A genome-wide screen identifies a Bordetella type III secretion effector and candidate effectors in other species

Abstract

Bordetella bronchiseptica utilizes a type III secretion system (TTSS) for induction of non-apoptotic cytotoxicity in host cells and modulation of host immunity. The identity of Bordetella TTSS effectors, however, has remained elusive. Here we report a genome-wide screen for TTSS effectors based on shared biophysical and functional characteristics of class I chaperones and their frequent colocalization with TTSS effectors. When applied to B. bronchiseptica, the screen identified the first TTSS chaperone-effector locus, btcA-bteA, and we experimentally confirmed its function. Expression of bteA is co-ordinated with expression of TTSS apparatus genes, BteA is secreted through the TTSS of B. bronchiseptica, it is required for cytotoxicity towards mammalian cells, and it is highly conserved in the human-adapted subspecies B. pertussis and B. parapertussis.
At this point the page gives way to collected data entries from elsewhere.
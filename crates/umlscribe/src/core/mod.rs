//! Core abstractions for record rendering
//!
//! The record grammar, member rewriting, the normalizer and the scanner are
//! shared by every notation. Notations only plug a
//! [`NotationWriter`] into the scanner.

mod error;
pub mod logging;
mod member;
mod normalizer;
mod record;
mod relation;
mod renderer;
mod scanner;

pub use error::*;
pub use logging::*;
pub use member::*;
pub use normalizer::*;
pub use record::*;
pub use relation::*;
pub use renderer::*;
pub use scanner::*;
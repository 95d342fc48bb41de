//! Property tests over generated record streams

use std::collections::HashSet;

use proptest::prelude::*;
use umlscribe::prelude::*;

const KINDS: &[&str] = &["Class", "Interface", "Annotation"];
const ACCESS: &[&str] = &["public ", "private ", "protected ", ""];
const KEYWORDS: &[&str] = &[
    "public", "private", "protected", "static", "final", "abstract", "native", "default",
    "sealed",
];

fn arb_name() -> impl Strategy<Value = String> {
    "[A-Z][a-zA-Z0-9]{0,8}"
}

fn arb_field() -> impl Strategy<Value = String> {
    (
        prop::sample::select(ACCESS),
        "[a-zA-Z][a-zA-Z0-9]{0,6}".prop_filter("type must not be a modifier", |t| {
            !KEYWORDS.contains(&t.as_str())
        }),
        "[a-z][a-zA-Z0-9]{0,6}",
    )
        .prop_map(|(access, type_name, name)| format!("  - {}{} {}", access, type_name, name))
}

/// One record block with a header, optional superclass and fields
fn arb_block(name: String) -> impl Strategy<Value = Vec<String>> {
    (
        prop::sample::select(KINDS),
        prop::option::of(prop_oneof![Just("java.lang.Object".to_string()), arb_name()]),
        prop::collection::vec(arb_field(), 0..4),
    )
        .prop_map(move |(kind, parent, fields)| {
            let mut block = vec![format!("{}: com.acme.{}", kind, name)];
            if let Some(parent) = parent {
                block.push(format!("Extends: {}", parent));
            }
            if !fields.is_empty() {
                block.push("Fields:".to_string());
                block.extend(fields);
            }
            block.push("-".repeat(52));
            block
        })
}

/// A stream of blocks with distinct entity names
fn arb_stream() -> impl Strategy<Value = (Vec<String>, Vec<String>)> {
    prop::collection::hash_set(arb_name(), 0..6)
        .prop_flat_map(|names| {
            let names: Vec<String> = names.into_iter().collect();
            let blocks: Vec<_> = names.iter().cloned().map(arb_block).collect();
            (Just(names), blocks)
        })
        .prop_map(|(names, blocks)| (names, blocks.concat()))
}

fn is_block_opener(line: &str) -> bool {
    ["class ", "interface ", "annotation "]
        .iter()
        .any(|kind| line.starts_with(kind))
        && line.ends_with(" {")
}

proptest! {
    /// Every header yields exactly one entity block in either notation.
    #[test]
    fn test_one_block_per_entity((names, stream) in arb_stream()) {
        let plantuml = PlantUmlRenderer::new().render(&stream).unwrap();
        let openers = plantuml.lines.iter().filter(|l| is_block_opener(l)).count();
        prop_assert_eq!(openers, names.len());
        prop_assert_eq!(plantuml.entity_count, names.len());

        let yuml = YumlRenderer::new().render(&stream).unwrap();
        prop_assert_eq!(yuml.entity_count, names.len());
        prop_assert_eq!(yuml.lines.len(), names.len() + yuml.relation_count);
    }

    /// An empty ignore set leaves the stream untouched.
    #[test]
    fn test_normalize_identity((_names, stream) in arb_stream()) {
        prop_assert_eq!(normalize(&stream, &HashSet::new()), stream);
    }

    /// Ignored entities never open a block in the rendered output.
    #[test]
    fn test_ignored_entities_absent(
        (names, stream) in arb_stream(),
        keep_mask in prop::collection::vec(any::<bool>(), 6),
    ) {
        let ignored: HashSet<String> = names
            .iter()
            .zip(&keep_mask)
            .filter(|(_, keep)| !**keep)
            .map(|(name, _)| name.clone())
            .collect();

        let registry = NotationRegistry::with_default_notations();
        let output = registry.render_with_ignored("plantuml", &stream, &ignored).unwrap();
        prop_assert_eq!(output.entity_count, names.len() - ignored.len());
        for name in &ignored {
            let opener = format!(" {} {{", name);
            prop_assert!(!output.lines.iter().any(|l| is_block_opener(l) && l.ends_with(&opener)));
        }
    }

    /// The root object type is never drawn as a superclass.
    #[test]
    fn test_root_object_has_no_edge(name in arb_name()) {
        let stream = vec![
            format!("Class: a.{}", name),
            "Extends: java.lang.Object".to_string(),
        ];
        let output = YumlRenderer::new().render(&stream).unwrap();
        prop_assert_eq!(output.relation_count, 0);
        prop_assert_eq!(output.lines, vec![format!("[{}]", name)]);
    }

    /// Composition edges follow the case of the field type's first letter.
    #[test]
    fn test_composition_follows_type_case(
        type_name in "[a-zA-Z][a-zA-Z0-9]{0,6}",
        field in "[a-z][a-z0-9]{0,6}",
    ) {
        let stream = vec![
            "Class: a.Owner".to_string(),
            "Fields:".to_string(),
            format!("  - private {} {}", type_name, field),
        ];
        let output = PlantUmlRenderer::new().render(&stream).unwrap();
        let edge = format!("Owner ---> {}", type_name);
        let uppercase = type_name.starts_with(|c: char| c.is_ascii_uppercase());
        prop_assert_eq!(output.lines.contains(&edge), uppercase);
    }

    /// Every member line starts with one of the four visibility glyphs.
    #[test]
    fn test_visibility_glyph_total(field in arb_field()) {
        let stream = vec!["Class: a.Owner".to_string(), "Fields:".to_string(), field];
        let output = PlantUmlRenderer::new().render(&stream).unwrap();
        prop_assert!(output.is_clean());
        let member = &output.lines[2];
        prop_assert!(
            ['+', '-', '#', '~'].iter().any(|g| member.starts_with(*g)),
            "unexpected member line {:?}",
            member
        );
    }
}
Transfection of bteA into epithlieal cells results in rapid cell death, indicating that BteA alone is sufficient to induce potent cytotoxicity. Finally, an in vitro interaction between BteA and BtcA was demonstrated. The search for TTSS chaperones and effectors was then expanded to other bacterial genomes, including mammalian and insect pathogens, where we identified a large number of novel candidate chaperones and effectors. Although the majority of putative effectors are proteins of unknown function, several have similarities to eukaryotic protein domains or previously identified effectors from other species.